--- START ---
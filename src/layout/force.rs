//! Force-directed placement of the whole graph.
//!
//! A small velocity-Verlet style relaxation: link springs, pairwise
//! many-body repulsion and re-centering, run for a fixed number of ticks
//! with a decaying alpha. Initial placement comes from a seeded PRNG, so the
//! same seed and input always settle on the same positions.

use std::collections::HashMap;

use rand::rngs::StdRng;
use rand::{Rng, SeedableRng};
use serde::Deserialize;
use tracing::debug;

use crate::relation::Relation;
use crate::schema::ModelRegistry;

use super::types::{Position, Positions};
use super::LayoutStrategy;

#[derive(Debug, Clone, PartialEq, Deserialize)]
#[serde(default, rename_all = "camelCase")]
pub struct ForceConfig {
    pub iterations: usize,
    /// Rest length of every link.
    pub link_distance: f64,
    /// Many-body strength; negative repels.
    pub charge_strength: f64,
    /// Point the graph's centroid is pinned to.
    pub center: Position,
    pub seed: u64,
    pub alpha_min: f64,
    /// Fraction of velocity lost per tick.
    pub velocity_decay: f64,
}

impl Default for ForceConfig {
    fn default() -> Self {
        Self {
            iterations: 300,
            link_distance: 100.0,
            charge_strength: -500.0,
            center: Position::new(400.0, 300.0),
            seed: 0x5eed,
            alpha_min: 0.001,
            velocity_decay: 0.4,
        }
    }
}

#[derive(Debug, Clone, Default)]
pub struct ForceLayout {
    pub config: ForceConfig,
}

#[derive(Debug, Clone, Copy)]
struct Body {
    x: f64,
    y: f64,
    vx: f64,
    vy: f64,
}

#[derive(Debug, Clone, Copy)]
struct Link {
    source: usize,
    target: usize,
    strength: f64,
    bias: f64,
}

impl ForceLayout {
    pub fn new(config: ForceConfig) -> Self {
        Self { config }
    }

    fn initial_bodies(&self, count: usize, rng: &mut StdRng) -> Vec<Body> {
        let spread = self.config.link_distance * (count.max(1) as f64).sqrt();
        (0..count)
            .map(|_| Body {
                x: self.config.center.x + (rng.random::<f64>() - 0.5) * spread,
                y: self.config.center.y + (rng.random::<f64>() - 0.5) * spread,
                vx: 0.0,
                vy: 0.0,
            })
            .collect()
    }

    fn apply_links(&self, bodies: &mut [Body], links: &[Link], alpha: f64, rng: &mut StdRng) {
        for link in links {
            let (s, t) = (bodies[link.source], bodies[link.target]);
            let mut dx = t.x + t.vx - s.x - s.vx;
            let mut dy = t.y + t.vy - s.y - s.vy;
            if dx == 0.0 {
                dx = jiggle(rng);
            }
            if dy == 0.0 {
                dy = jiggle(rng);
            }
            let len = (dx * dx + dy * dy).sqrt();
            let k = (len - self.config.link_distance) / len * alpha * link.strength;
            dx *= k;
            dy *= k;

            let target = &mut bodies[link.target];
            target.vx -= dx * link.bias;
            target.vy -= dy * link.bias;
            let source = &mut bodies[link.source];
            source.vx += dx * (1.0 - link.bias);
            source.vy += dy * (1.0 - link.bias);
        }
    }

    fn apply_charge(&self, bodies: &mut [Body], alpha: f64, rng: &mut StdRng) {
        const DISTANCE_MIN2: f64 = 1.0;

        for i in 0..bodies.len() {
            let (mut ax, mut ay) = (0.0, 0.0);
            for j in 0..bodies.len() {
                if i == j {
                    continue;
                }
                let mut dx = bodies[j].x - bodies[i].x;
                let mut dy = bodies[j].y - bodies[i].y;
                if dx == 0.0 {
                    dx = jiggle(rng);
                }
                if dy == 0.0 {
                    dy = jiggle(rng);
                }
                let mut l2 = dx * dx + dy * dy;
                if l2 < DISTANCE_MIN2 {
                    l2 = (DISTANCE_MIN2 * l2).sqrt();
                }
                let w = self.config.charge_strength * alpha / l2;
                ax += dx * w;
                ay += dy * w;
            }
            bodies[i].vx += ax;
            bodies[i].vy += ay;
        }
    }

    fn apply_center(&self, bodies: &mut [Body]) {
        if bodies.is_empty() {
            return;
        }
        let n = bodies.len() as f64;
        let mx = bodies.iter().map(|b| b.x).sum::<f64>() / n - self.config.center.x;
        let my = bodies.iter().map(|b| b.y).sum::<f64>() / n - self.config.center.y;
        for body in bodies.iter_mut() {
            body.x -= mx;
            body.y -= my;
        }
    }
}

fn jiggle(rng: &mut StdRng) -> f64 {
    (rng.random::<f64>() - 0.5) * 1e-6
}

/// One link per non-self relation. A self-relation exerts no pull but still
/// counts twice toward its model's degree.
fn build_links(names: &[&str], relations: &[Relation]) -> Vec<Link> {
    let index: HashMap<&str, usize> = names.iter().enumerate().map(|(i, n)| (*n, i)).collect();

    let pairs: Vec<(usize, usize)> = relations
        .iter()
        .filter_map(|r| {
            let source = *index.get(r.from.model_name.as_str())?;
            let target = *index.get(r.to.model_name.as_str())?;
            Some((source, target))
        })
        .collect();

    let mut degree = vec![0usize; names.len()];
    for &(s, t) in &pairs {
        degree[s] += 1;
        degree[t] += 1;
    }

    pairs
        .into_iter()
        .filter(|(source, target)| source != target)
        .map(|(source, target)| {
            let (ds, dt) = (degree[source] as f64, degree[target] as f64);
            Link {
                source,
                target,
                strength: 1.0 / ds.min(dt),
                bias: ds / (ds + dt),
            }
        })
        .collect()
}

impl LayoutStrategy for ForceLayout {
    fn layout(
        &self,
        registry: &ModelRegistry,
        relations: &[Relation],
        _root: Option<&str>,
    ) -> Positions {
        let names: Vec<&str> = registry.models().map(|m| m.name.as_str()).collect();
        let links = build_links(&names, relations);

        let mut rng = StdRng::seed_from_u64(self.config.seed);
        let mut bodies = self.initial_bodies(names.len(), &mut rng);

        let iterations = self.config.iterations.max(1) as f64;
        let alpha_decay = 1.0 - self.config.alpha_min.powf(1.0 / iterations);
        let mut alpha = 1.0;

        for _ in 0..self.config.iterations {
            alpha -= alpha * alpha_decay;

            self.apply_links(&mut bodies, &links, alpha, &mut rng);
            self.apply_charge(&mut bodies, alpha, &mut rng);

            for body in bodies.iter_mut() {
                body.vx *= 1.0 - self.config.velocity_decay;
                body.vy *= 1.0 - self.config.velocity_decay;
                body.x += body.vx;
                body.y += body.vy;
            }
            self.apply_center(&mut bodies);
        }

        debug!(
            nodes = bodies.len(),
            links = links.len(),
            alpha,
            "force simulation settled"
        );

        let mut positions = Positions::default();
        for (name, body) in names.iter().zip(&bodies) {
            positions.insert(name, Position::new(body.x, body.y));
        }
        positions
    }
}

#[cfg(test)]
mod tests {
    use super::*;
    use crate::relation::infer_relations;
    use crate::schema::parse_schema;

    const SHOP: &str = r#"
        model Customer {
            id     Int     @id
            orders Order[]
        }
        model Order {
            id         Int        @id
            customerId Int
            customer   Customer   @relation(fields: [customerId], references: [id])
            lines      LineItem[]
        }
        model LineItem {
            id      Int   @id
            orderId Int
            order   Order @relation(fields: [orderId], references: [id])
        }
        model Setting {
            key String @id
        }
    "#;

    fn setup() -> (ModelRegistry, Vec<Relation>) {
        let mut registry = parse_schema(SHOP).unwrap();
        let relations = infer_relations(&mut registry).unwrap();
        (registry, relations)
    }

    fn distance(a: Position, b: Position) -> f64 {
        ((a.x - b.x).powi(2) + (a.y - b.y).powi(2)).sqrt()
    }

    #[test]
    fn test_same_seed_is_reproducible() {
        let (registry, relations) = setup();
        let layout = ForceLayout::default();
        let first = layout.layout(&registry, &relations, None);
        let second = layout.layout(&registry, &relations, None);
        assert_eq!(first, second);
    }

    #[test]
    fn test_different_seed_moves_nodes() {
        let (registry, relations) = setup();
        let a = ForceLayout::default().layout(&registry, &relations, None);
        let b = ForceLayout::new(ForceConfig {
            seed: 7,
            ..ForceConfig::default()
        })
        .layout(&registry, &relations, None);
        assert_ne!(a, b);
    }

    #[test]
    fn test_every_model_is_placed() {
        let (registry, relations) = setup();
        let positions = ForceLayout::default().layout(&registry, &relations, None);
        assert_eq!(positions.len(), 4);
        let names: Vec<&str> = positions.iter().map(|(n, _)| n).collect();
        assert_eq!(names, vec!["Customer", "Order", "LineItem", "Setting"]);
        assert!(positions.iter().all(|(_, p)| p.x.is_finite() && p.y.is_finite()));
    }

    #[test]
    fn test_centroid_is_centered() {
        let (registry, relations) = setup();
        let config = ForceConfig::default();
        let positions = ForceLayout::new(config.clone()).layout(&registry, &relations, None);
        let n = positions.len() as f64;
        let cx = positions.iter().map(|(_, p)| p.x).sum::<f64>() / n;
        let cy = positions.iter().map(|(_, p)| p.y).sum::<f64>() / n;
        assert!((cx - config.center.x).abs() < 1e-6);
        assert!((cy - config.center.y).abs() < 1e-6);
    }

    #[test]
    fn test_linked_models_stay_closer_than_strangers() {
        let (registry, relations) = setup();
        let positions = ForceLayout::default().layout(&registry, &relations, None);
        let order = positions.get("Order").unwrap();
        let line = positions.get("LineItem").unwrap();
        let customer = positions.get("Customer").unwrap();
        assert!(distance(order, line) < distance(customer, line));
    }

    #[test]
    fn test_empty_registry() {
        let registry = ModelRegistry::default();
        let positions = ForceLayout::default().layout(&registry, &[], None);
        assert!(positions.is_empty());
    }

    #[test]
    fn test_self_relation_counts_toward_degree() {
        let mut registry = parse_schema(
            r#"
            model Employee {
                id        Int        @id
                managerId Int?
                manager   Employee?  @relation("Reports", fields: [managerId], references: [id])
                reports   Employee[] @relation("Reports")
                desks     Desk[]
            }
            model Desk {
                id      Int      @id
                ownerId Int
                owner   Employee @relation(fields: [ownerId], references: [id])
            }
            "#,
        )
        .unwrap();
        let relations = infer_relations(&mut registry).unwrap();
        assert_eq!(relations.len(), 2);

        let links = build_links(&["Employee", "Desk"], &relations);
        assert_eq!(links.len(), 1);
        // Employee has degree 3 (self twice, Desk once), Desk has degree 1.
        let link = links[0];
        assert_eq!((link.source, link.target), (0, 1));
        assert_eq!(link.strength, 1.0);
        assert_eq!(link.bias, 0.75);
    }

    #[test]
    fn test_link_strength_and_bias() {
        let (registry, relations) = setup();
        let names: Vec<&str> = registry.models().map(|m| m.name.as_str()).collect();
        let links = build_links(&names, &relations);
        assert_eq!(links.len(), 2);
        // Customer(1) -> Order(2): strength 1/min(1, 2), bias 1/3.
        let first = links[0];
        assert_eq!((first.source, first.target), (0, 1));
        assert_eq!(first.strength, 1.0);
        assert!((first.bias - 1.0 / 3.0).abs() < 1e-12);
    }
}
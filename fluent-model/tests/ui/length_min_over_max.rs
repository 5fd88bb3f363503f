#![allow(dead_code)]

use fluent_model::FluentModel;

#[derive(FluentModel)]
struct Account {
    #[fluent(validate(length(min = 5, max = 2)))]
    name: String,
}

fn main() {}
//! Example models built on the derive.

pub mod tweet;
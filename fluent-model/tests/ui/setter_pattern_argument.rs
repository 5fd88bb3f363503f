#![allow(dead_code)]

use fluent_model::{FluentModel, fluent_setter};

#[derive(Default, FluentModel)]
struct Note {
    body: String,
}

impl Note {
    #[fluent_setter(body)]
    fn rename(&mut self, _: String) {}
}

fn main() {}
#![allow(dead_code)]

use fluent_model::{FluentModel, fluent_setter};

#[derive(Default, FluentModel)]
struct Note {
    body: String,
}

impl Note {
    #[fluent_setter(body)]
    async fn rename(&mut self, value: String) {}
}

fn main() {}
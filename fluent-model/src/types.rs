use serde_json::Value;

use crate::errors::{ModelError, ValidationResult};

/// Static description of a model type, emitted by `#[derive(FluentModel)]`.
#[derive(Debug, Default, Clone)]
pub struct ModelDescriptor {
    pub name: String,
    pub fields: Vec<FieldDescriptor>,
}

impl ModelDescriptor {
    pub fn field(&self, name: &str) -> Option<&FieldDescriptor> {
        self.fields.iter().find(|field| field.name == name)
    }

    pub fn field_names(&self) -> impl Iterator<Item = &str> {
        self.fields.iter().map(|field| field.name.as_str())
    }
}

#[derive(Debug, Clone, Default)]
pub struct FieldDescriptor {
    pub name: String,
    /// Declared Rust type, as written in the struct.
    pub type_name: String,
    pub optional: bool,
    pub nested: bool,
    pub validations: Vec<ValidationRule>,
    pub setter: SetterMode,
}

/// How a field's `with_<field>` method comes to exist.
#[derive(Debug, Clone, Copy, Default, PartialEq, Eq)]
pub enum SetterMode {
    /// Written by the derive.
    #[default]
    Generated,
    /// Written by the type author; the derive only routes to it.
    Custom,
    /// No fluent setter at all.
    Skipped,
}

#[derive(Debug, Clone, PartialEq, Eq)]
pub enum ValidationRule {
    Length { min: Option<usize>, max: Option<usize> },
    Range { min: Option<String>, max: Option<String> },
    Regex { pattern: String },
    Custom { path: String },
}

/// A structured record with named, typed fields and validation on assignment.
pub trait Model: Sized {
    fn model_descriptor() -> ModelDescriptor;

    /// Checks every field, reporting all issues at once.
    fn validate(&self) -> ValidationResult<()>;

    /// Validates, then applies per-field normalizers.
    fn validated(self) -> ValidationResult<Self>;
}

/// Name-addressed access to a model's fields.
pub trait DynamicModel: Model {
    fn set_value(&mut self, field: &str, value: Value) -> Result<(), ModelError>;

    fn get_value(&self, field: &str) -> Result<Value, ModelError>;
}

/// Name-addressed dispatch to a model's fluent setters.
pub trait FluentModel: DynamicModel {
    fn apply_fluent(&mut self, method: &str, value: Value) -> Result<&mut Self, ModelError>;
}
--- END ---
Exercise prompt
A single figure is required: the number of lines in the data where the word "placement" occurs.

Your solution
2